Clearly, he added, evidence based guidelines are needed to identify the patient groups who would benefit most from staged procedures. “We need to base our decisions on clinical evidence rather than being swayed by financial gain,” said Van Belle.
“Currently we’ve absolutely no idea of the number of patients in Europe who need readmission to hospitals after PCI,” said Professor Eric Van Belle, an ESC spokesperson from the University of Lille, France. But the US finding that 12.4 % of PCI patients need to return for unplanned readmissions (that do not involve staging), he added, was much higher than he would have predicted and highlighted the need for improvements in care. “To allow us to both prevent readmissions by tailoring care to individual patients and produce guidelines around which patients require staging we need to gain a better handle on data in Europe.” Nevertheless, the question remains whether Europe has the infrastructure to identify patients who are likely to be readmitted to multiple hospitals.
In the US study investigators acknowledged that principle diagnoses such as “chronic ischemic heart disease”, “atherosclerosis” and “chest pain” were not specific enough to determine the real reasons for admissions, leaving doubts over whether the readmission had been necessitated by a complication of the index procedure or some separate event. “Achieving a better understanding of the reasons why patients need unplanned admissions would help cardiologists learn how to target interventions to patients at greatest risk of complications,” said ESC spokesperson Professor Hans Erik Bøtker, from Aarhus University, Skejby, Denmark.

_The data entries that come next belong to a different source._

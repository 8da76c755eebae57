//! Region tags and the classification stage that assigns them.
//!
//! Every face carries a [`RegionTag`]. The parser always produces
//! [`RegionTag::SKIN`]; assigning anything else is the job of a
//! [`RegionClassifier`] run as a separate pass over a finished mesh.

use std::fmt;

use crate::FaceMesh;

#[cfg(feature = "serde")]
use serde::{Deserialize, Serialize};

/// Classification tag attached to a face.
///
/// The value is opaque to this crate. Downstream consumers interpret it
/// (for example to color regions differently).
#[derive(Debug, Clone, Copy, PartialEq, Eq, Hash, PartialOrd, Ord, Default)]
#[cfg_attr(feature = "serde", derive(Serialize, Deserialize))]
#[cfg_attr(feature = "serde", serde(transparent))]
pub struct RegionTag(pub u32);

impl RegionTag {
    /// Default tag for every face; the consumer treats it as plain skin.
    pub const SKIN: Self = Self(0);
}

impl fmt::Display for RegionTag {
    fn fmt(&self, f: &mut fmt::Formatter<'_>) -> fmt::Result {
        write!(f, "{}", self.0)
    }
}

/// A post-processing stage that assigns a tag to each face of a mesh.
///
/// Implementations see the whole mesh so they can classify by position,
/// adjacency, or index ranges.
pub trait RegionClassifier {
    /// Tag for the face at `face_index` in `mesh`.
    fn classify(&self, mesh: &FaceMesh, face_index: usize) -> RegionTag;
}

/// Classifier that gives every face the same tag.
///
/// # Example
///
/// ```
/// use mesh_types::{FaceMesh, RegionClassifier, RegionTag, UniformRegion};
///
/// let classifier = UniformRegion::default();
/// let mesh = FaceMesh::new();
/// assert_eq!(classifier.classify(&mesh, 0), RegionTag::SKIN);
/// ```
#[derive(Debug, Clone, Copy, PartialEq, Eq, Default)]
pub struct UniformRegion(pub RegionTag);

impl RegionClassifier for UniformRegion {
    fn classify(&self, _mesh: &FaceMesh, _face_index: usize) -> RegionTag {
        self.0
    }
}

impl<F> RegionClassifier for F
where
    F: Fn(&FaceMesh, usize) -> RegionTag,
{
    fn classify(&self, mesh: &FaceMesh, face_index: usize) -> RegionTag {
        self(mesh, face_index)
    }
}

#[cfg(test)]
mod tests {
    use super::*;
    use crate::{TaggedFace, Vertex};

    fn two_faces() -> FaceMesh {
        FaceMesh::from_parts(
            vec![
                Vertex::from_coords(0.0, 0.0, 0.0),
                Vertex::from_coords(1.0, 0.0, 0.0),
                Vertex::from_coords(1.0, 1.0, 0.0),
                Vertex::from_coords(0.0, 1.0, 0.0),
            ],
            vec![TaggedFace::untagged([0, 1, 2]), TaggedFace::untagged([0, 2, 3])],
        )
    }

    #[test]
    fn default_tag_is_zero() {
        assert_eq!(RegionTag::default(), RegionTag::SKIN);
        assert_eq!(RegionTag::SKIN.0, 0);
        assert_eq!(RegionTag(3).to_string(), "3");
    }

    #[test]
    fn uniform_region_tags_every_face() {
        let mesh = two_faces();
        let classifier = UniformRegion(RegionTag(5));
        assert_eq!(classifier.classify(&mesh, 0), RegionTag(5));
        assert_eq!(classifier.classify(&mesh, 1), RegionTag(5));
    }

    #[test]
    fn closures_are_classifiers() {
        let mesh = two_faces();
        let by_parity = |_: &FaceMesh, i: usize| RegionTag(u32::from(i % 2 == 1));
        assert_eq!(by_parity.classify(&mesh, 0), RegionTag(0));
        assert_eq!(by_parity.classify(&mesh, 1), RegionTag(1));
    }
}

Increased knowledge would also enable hospitals to be adequately reimbursed for the care. “Payments to hospitals could be adjusted to take into account factors such as co-morbidities that are likely to require additional care to prevent repeat hospitalisation. The introduction of such systems would remove incentives for hospitals to discharge patients early,” said Bøtker.
The different health care reimbursement systems used in European countries, said Van Belle, influence whether hospitals offer “staged” readmissions. In some countries hospitals are reimbursed with one fee for a fixed time period regardless of the number of individual procedures or different admissions; while in other countries a separate fee is paid for each admission. The former approach discourages use of staged procedures, while the later serves to encourage them. Both systems, argued Van Belle, can fail to take into account the clinical needs of individual patients.
“For each patient a risk benefits analysis needs to be undertaken. For most people single procedures (where all the lesions are treated at the same time) carry less overall risks than multiple procedures. However, in certain circumstances when a great number of lesions need to be treated staged care may be necessary to reduce excessive exposure to radiation,” said Van Belle.
Clearly, he added, evidence based guidelines are needed to identify the patient groups who would benefit most from staged procedures. “We need to base our decisions on clinical evidence rather than being swayed by financial gain,” said Van Belle.